Regarding the following document.

http://www.unicode.org/L2/L2014/14093-u ... -emoji.pdf

Please consider in particular the last two paragraphs of section 3 of the document.

Having seen the earlier HTML version I produced the following document.
The_format_of_the_readouts.dat_file_suggested_for_possible_use_in_the_application_of_localized_read-out_labels.pdf
The format of the readouts.dat file suggested for possible use in the application of localized read-out labels
(33.48 KiB) Downloaded 596 times
The format is almost an exact copy of the format in the document available in the following post.

viewtopic.php?p=21048#p21048

Since publishing the readouts.dat format document I have received helpful advice about the XLIFF format.

I knew nothing at all about XLIFF.

I found the following.

http://en.wikipedia.org/wiki/OASIS_%28organization%29

http://en.wikipedia.org/wiki/XLIFF

http://docs.oasis-open.org/xliff/xliff- ... -core.html

I have not studied it all yet.

Suppose that the Unicode Technical Committee accepts section 3 of the 14093-utr51-draft-emoji.pdf document. (I hope they do.)

Suppose then that a manufacturer of a text-to-speech system then sees that section and asks as follows.

"In adding that facility into our text-to-speech system, is there a portable file format that we can use so that our user community can crowd-source localizations of the emoji into the many languages with which our text-to-speech system is used?" asks the manufacturer.

I feel that as XLIFF exists that the readouts.dat format may well never be used by most businesses.
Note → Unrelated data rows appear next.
//! Master dispatch loop.
//!
//! The scheduler runs on the controlling thread and paces simulated
//! time at the fastest task's rate. Each poll it checks, in order:
//! fault, horizon, wall-clock period, rate-master completion, and the
//! eligibility of every due task. Dispatch happens only when every due
//! task has finished its previous cycle; otherwise the whole stack
//! stalls. A stall is a liveness cost, never a correctness one: no
//! task's cycle is ever skipped, and simulated time never overtakes an
//! unfinished computation.
//!
//! The scheduler never advances the tick itself. Only the rate-master
//! worker does, after completing a cycle, which is what makes "tick N
//! exists" equivalent to "every task due at tick N was dispatched and
//! the fastest finished it".

use crate::flag::SharedFlag;
use crate::task::TaskSet;
use lockstep_common::config::IdleStrategy;
use lockstep_common::metrics::PeriodMetrics;
use lockstep_common::tick::{sim_time, TickCounter};
use std::sync::Arc;
use std::time::{Duration, Instant};
use tracing::{debug, info, trace, warn};

/// Per-task dispatch bookkeeping owned by the scheduler.
#[derive(Debug)]
pub struct TaskSlot {
    /// Task identifier, for logs.
    pub id: String,
    /// The task's dispatch flag (scheduler raises, worker clears).
    pub flag: Arc<SharedFlag>,
    /// Base ticks per one of this task's periods.
    pub ratio: u64,
    /// Cycle countdown: the task is due when `counter == ratio`.
    counter: u64,
}

impl TaskSlot {
    /// Create a slot that is due on the very first tick.
    #[must_use]
    pub fn new(id: impl Into<String>, flag: Arc<SharedFlag>, ratio: u64) -> Self {
        Self {
            id: id.into(),
            flag,
            ratio,
            // Start at the ratio so every task fires at tick zero.
            counter: ratio,
        }
    }

    fn is_due(&self) -> bool {
        self.counter >= self.ratio
    }
}

/// Outcome of one scheduler poll.
#[derive(Debug, Clone, PartialEq, Eq)]
pub enum DispatchOutcome {
    /// Horizon reached; the stop flag has been raised.
    Finished,
    /// The fault flag was observed; the stop flag has been raised.
    Faulted,
    /// The base period has not elapsed, or the rate master is still
    /// mid-cycle. Poll again.
    WaitingPeriod,
    /// A due task has not finished its previous cycle: nothing was
    /// dispatched. Poll again (the global stall policy).
    Stalled {
        /// Index of the unfinished due task.
        task: usize,
    },
    /// Flags were raised for the listed task indices.
    Dispatched {
        /// Tasks dispatched this tick, rate master last.
        due: Vec<usize>,
    },
}

/// Everything the scheduler shares with the rest of the run.
pub struct SchedulerHandles {
    /// Global tick counter (read-only here).
    pub tick: Arc<TickCounter>,
    /// Global stop flag; raised by the scheduler at the horizon.
    pub stop: Arc<SharedFlag>,
    /// Global fault flag; raised by workers, read here.
    pub fault: Arc<SharedFlag>,
}

/// Wall-clock-paced lockstep scheduler.
pub struct Scheduler {
    slots: Vec<TaskSlot>,
    rate_master: usize,
    base_period: Duration,
    horizon: Duration,
    handles: SchedulerHandles,
    idle: IdleStrategy,
    last_dispatch: Option<Instant>,
    metrics: PeriodMetrics,
    /// Squelches repeated stall warnings within one episode.
    stall_logged: bool,
}

impl Scheduler {
    /// Number of dispatch periods retained for percentile queries.
    const METRICS_CAPACITY: usize = 8192;

    /// Create a scheduler over pre-built task slots.
    ///
    /// `rate_master` indexes the fastest task's slot; its ratio must
    /// be 1 (guaranteed by [`TaskSet`] validation upstream).
    #[must_use]
    pub fn new(
        slots: Vec<TaskSlot>,
        rate_master: usize,
        base_period: Duration,
        horizon: Duration,
        handles: SchedulerHandles,
        idle: IdleStrategy,
    ) -> Self {
        debug_assert_eq!(slots[rate_master].ratio, 1);
        Self {
            slots,
            rate_master,
            base_period,
            horizon,
            handles,
            idle,
            last_dispatch: None,
            metrics: PeriodMetrics::new(Self::METRICS_CAPACITY, base_period),
            stall_logged: false,
        }
    }

    /// Build slots straight from a validated task set.
    #[must_use]
    pub fn slots_for(set: &TaskSet, flags: &[Arc<SharedFlag>]) -> Vec<TaskSlot> {
        (0..set.len())
            .map(|i| TaskSlot::new(set.id(i), Arc::clone(&flags[i]), set.ratio(i)))
            .collect()
    }

    /// Dispatch-period metrics collected so far.
    #[must_use]
    pub fn metrics(&self) -> &PeriodMetrics {
        &self.metrics
    }

    /// One poll of the dispatch state machine.
    ///
    /// Pure with respect to wall time: the caller supplies `now`,
    /// which keeps the whole protocol unit-testable without threads.
    pub fn try_dispatch(&mut self, now: Instant) -> DispatchOutcome {
        if self.handles.fault.is_raised() {
            self.handles.stop.raise();
            return DispatchOutcome::Faulted;
        }

        // Horizon check runs on simulated time, so a stalled run still
        // performs every cycle it owes before finishing.
        let tick = self.handles.tick.now();
        if sim_time(tick, self.base_period) >= self.horizon || self.handles.stop.is_raised() {
            self.handles.stop.raise();
            return DispatchOutcome::Finished;
        }

        // Idle gate: a new base period must have elapsed and the rate
        // master must have finished the previous cycle.
        let period_elapsed = self
            .last_dispatch
            .map_or(true, |t| now.duration_since(t) >= self.base_period);
        if !period_elapsed || self.slots[self.rate_master].flag.is_raised() {
            return DispatchOutcome::WaitingPeriod;
        }

        // Eligibility: every due task must have cleared its flag.
        for (i, slot) in self.slots.iter().enumerate() {
            if slot.is_due() && slot.flag.is_raised() {
                if !self.stall_logged {
                    warn!(
                        task = %slot.id,
                        tick,
                        "due task still mid-cycle, stalling dispatch"
                    );
                    self.stall_logged = true;
                }
                return DispatchOutcome::Stalled { task: i };
            }
        }
        self.stall_logged = false;

        if let Some(prev) = self.last_dispatch {
            self.metrics.record(now.duration_since(prev));
        }
        self.last_dispatch = Some(now);

        // Arm the slower due tasks first and the rate master last, so
        // every task owed this tick is armed before the tick can
        // advance.
        let mut due = Vec::with_capacity(self.slots.len());
        for (i, slot) in self.slots.iter_mut().enumerate() {
            if i != self.rate_master && slot.is_due() {
                slot.flag.raise();
                slot.counter = 0;
                due.push(i);
            }
        }
        let master = &mut self.slots[self.rate_master];
        master.flag.raise();
        master.counter = 0;
        due.push(self.rate_master);

        for slot in &mut self.slots {
            slot.counter += 1;
        }

        trace!(tick, due = due.len(), "dispatched");
        DispatchOutcome::Dispatched { due }
    }

    /// Drive the dispatch loop until the horizon or a fault.
    ///
    /// Returns `true` for a normal (horizon) finish, `false` for a
    /// faulted one. The stop flag is raised in both cases.
    pub fn run(&mut self) -> bool {
        info!(
            tasks = self.slots.len(),
            base_period_us = self.base_period.as_micros(),
            horizon_ms = self.horizon.as_millis(),
            "scheduler entering dispatch loop"
        );

        let finished = loop {
            match self.try_dispatch(Instant::now()) {
                DispatchOutcome::Finished => break true,
                DispatchOutcome::Faulted => break false,
                DispatchOutcome::Dispatched { .. } => {}
                DispatchOutcome::WaitingPeriod | DispatchOutcome::Stalled { .. } => {
                    self.idle_wait();
                }
            }
        };

        debug!(
            final_tick = self.handles.tick.now(),
            stalls = self.metrics.stall_count(),
            finished,
            "scheduler loop exited"
        );
        finished
    }

    fn idle_wait(&self) {
        std::hint::spin_loop();
        if self.idle == IdleStrategy::Yield {
            std::thread::yield_now();
        }
    }
}

#[cfg(test)]
mod tests {
    use super::*;

    struct Fixture {
        scheduler: Scheduler,
        flags: Vec<Arc<SharedFlag>>,
        tick: Arc<TickCounter>,
        stop: Arc<SharedFlag>,
        fault: Arc<SharedFlag>,
    }

    /// Build a scheduler over bare flags so tests can play the worker
    /// side by hand.
    fn fixture(ratios: &[u64], rate_master: usize, horizon: Duration) -> Fixture {
        let flags: Vec<Arc<SharedFlag>> =
            ratios.iter().map(|_| Arc::new(SharedFlag::new())).collect();
        let slots = ratios
            .iter()
            .enumerate()
            .map(|(i, &r)| TaskSlot::new(format!("task{i}"), Arc::clone(&flags[i]), r))
            .collect();
        let tick = Arc::new(TickCounter::new());
        let stop = Arc::new(SharedFlag::new());
        let fault = Arc::new(SharedFlag::new());
        let handles = SchedulerHandles {
            tick: Arc::clone(&tick),
            stop: Arc::clone(&stop),
            fault: Arc::clone(&fault),
        };
        let scheduler = Scheduler::new(
            slots,
            rate_master,
            Duration::from_millis(10),
            horizon,
            handles,
            IdleStrategy::Yield,
        );
        Fixture {
            scheduler,
            flags,
            tick,
            stop,
            fault,
        }
    }

    /// Act as the workers: complete every raised flag and advance the
    /// tick for the rate master.
    fn complete_all(fx: &Fixture, rate_master: usize) {
        for (i, flag) in fx.flags.iter().enumerate() {
            if flag.is_raised() {
                if i == rate_master {
                    fx.tick.advance();
                }
                flag.clear();
            }
        }
    }

    #[test]
    fn test_first_dispatch_arms_every_task() {
        let mut fx = fixture(&[4, 2, 1], 2, Duration::from_secs(1));

        let outcome = fx.scheduler.try_dispatch(Instant::now());
        // Slower tasks first, rate master last.
        assert_eq!(outcome, DispatchOutcome::Dispatched { due: vec![0, 1, 2] });
        assert!(fx.flags.iter().all(|f| f.is_raised()));
    }

    #[test]
    fn test_cadence_follows_ratios() {
        let mut fx = fixture(&[4, 2, 1], 2, Duration::from_secs(1));
        let mut dispatches = vec![0u64; 3];

        let mut now = Instant::now();
        for _ in 0..8 {
            match fx.scheduler.try_dispatch(now) {
                DispatchOutcome::Dispatched { due } => {
                    for i in due {
                        dispatches[i] += 1;
                    }
                }
                other => panic!("expected dispatch, got {other:?}"),
            }
            complete_all(&fx, 2);
            now += Duration::from_millis(10);
        }

        assert_eq!(dispatches, vec![2, 4, 8]);
    }

    #[test]
    fn test_waits_for_period() {
        let mut fx = fixture(&[1], 0, Duration::from_secs(1));

        let now = Instant::now();
        assert!(matches!(
            fx.scheduler.try_dispatch(now),
            DispatchOutcome::Dispatched { .. }
        ));
        complete_all(&fx, 0);

        // Half a period later: nothing to do yet.
        assert_eq!(
            fx.scheduler.try_dispatch(now + Duration::from_millis(5)),
            DispatchOutcome::WaitingPeriod
        );
        assert!(matches!(
            fx.scheduler.try_dispatch(now + Duration::from_millis(10)),
            DispatchOutcome::Dispatched { .. }
        ));
    }

    #[test]
    fn test_waits_for_rate_master_completion() {
        let mut fx = fixture(&[1], 0, Duration::from_secs(1));

        let now = Instant::now();
        fx.scheduler.try_dispatch(now);
        // Worker never cleared: even after the period the scheduler
        // must hold off.
        assert_eq!(
            fx.scheduler.try_dispatch(now + Duration::from_millis(20)),
            DispatchOutcome::WaitingPeriod
        );
    }

    #[test]
    fn test_stalls_on_unfinished_due_task() {
        let mut fx = fixture(&[2, 1], 1, Duration::from_secs(1));

        let now = Instant::now();
        fx.scheduler.try_dispatch(now); // tick 0: both due
        // Only the rate master completes; task 0 is still mid-cycle.
        fx.tick.advance();
        fx.flags[1].clear();

        // Tick 1: task 0 not due, dispatch proceeds for the master.
        let outcome = fx.scheduler.try_dispatch(now + Duration::from_millis(10));
        assert_eq!(outcome, DispatchOutcome::Dispatched { due: vec![1] });
        fx.tick.advance();
        fx.flags[1].clear();

        // Tick 2: task 0 is due again but still mid-cycle -> stall,
        // and nothing is dispatched, including the master.
        let outcome = fx.scheduler.try_dispatch(now + Duration::from_millis(20));
        assert_eq!(outcome, DispatchOutcome::Stalled { task: 0 });
        assert!(fx.flags[1].is_clear());

        // The late task finally finishes; the same tick dispatches.
        fx.flags[0].clear();
        let outcome = fx.scheduler.try_dispatch(now + Duration::from_millis(30));
        assert_eq!(outcome, DispatchOutcome::Dispatched { due: vec![0, 1] });
    }

    #[test]
    fn test_finishes_at_horizon_and_raises_stop() {
        // Horizon of 3 base periods.
        let mut fx = fixture(&[1], 0, Duration::from_millis(30));

        let mut now = Instant::now();
        let mut dispatched = 0;
        loop {
            match fx.scheduler.try_dispatch(now) {
                DispatchOutcome::Dispatched { .. } => {
                    dispatched += 1;
                    complete_all(&fx, 0);
                }
                DispatchOutcome::Finished => break,
                DispatchOutcome::WaitingPeriod => {}
                other => panic!("unexpected {other:?}"),
            }
            now += Duration::from_millis(10);
        }

        assert_eq!(dispatched, 3);
        assert_eq!(fx.tick.now(), 3);
        assert!(fx.stop.is_raised());
    }

    #[test]
    fn test_fault_flag_ends_run() {
        let mut fx = fixture(&[1], 0, Duration::from_secs(1));
        fx.fault.raise();

        assert_eq!(
            fx.scheduler.try_dispatch(Instant::now()),
            DispatchOutcome::Faulted
        );
        assert!(fx.stop.is_raised());
    }

    #[test]
    fn test_external_stop_finishes_early() {
        let mut fx = fixture(&[1], 0, Duration::from_secs(3600));
        fx.stop.raise();

        assert_eq!(
            fx.scheduler.try_dispatch(Instant::now()),
            DispatchOutcome::Finished
        );
    }
}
However, perhaps the readouts.dat format might be useful for student projects and some research and development projects.

I am thinking about adding some features so as to assist a software tool to convert from readouts.dat format to XLIFF format, while still keeping the same original lightweight processing demand if someone wishes to program a routine to read in a readouts.dat file to, say, a text-to-speech program.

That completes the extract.